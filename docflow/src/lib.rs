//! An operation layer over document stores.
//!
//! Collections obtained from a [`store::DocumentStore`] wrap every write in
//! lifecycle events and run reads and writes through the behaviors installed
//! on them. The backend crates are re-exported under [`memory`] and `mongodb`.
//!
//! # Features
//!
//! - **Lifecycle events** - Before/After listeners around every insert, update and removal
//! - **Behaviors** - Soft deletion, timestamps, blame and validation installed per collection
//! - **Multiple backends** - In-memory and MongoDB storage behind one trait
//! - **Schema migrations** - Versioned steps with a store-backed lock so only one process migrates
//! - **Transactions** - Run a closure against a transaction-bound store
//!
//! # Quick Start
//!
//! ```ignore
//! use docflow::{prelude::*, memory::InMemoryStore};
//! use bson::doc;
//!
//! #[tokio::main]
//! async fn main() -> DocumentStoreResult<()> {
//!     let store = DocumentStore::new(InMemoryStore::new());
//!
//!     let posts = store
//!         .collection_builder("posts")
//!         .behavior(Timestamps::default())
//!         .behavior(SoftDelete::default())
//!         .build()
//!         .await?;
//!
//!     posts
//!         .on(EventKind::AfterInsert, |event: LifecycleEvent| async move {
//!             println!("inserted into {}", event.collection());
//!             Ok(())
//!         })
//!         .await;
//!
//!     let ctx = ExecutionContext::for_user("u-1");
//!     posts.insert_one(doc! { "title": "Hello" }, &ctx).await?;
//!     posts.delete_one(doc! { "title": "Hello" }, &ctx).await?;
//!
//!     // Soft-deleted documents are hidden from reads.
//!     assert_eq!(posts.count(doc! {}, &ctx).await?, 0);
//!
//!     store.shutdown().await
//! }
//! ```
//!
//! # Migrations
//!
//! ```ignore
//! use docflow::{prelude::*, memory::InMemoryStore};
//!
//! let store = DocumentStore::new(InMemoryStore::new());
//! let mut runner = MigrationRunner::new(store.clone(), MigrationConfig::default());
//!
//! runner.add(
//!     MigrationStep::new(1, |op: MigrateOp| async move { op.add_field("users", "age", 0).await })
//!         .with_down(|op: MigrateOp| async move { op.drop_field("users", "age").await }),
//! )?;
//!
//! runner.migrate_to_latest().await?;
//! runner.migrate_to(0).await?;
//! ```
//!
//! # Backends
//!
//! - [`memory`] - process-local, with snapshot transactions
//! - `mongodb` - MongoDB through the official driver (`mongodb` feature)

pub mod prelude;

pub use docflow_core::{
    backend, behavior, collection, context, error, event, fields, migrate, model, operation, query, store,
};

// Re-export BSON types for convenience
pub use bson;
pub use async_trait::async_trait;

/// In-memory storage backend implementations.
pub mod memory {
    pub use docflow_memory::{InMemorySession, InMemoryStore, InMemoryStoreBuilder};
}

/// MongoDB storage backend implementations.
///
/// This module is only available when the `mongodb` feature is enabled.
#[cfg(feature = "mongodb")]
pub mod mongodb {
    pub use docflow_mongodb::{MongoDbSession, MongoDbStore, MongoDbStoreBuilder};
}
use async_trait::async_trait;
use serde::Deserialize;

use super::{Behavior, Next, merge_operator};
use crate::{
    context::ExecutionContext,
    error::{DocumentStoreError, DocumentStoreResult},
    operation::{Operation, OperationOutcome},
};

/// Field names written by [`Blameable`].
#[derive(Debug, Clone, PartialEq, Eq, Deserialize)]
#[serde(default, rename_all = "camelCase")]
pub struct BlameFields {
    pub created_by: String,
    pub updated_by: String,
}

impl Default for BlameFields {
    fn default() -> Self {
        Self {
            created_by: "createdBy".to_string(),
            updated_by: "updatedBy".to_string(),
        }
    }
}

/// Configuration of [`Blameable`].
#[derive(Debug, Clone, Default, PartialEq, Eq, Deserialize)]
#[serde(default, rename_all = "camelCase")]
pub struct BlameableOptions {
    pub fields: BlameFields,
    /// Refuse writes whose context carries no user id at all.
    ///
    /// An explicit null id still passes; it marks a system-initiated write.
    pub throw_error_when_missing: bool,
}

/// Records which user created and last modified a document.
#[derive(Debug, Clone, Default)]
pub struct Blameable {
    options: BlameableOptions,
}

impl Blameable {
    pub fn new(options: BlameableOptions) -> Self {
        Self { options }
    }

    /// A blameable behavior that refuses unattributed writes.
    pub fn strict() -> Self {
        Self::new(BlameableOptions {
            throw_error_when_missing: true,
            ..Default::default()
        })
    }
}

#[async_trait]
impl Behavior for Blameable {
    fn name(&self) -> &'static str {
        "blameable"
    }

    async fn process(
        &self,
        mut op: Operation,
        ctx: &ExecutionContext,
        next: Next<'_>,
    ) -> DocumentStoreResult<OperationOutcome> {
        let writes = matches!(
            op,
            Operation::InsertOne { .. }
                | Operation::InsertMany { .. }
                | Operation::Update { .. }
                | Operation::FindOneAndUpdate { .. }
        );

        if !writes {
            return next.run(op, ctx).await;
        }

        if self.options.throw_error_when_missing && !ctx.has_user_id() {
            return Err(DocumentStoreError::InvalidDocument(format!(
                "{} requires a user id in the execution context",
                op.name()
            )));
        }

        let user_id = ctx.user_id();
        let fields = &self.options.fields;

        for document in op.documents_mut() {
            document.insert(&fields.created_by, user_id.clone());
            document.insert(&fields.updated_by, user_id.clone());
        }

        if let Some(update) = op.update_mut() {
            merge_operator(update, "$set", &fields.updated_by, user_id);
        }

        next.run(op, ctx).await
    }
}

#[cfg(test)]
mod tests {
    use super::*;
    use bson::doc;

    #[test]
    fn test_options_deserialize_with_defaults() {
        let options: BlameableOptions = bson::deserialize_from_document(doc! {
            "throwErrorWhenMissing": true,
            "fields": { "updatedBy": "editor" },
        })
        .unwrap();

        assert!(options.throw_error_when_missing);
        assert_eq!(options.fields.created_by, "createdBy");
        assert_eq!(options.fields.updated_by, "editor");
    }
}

## What needs to be done
Repeat exactly the lines from the line containing "assert!(options.throw_error_when_missing);" through the last line of the records above, including both, and nothing else.

## Written response
        assert!(options.throw_error_when_missing);
        assert_eq!(options.fields.created_by, "createdBy");
        assert_eq!(options.fields.updated_by, "editor");
    }
}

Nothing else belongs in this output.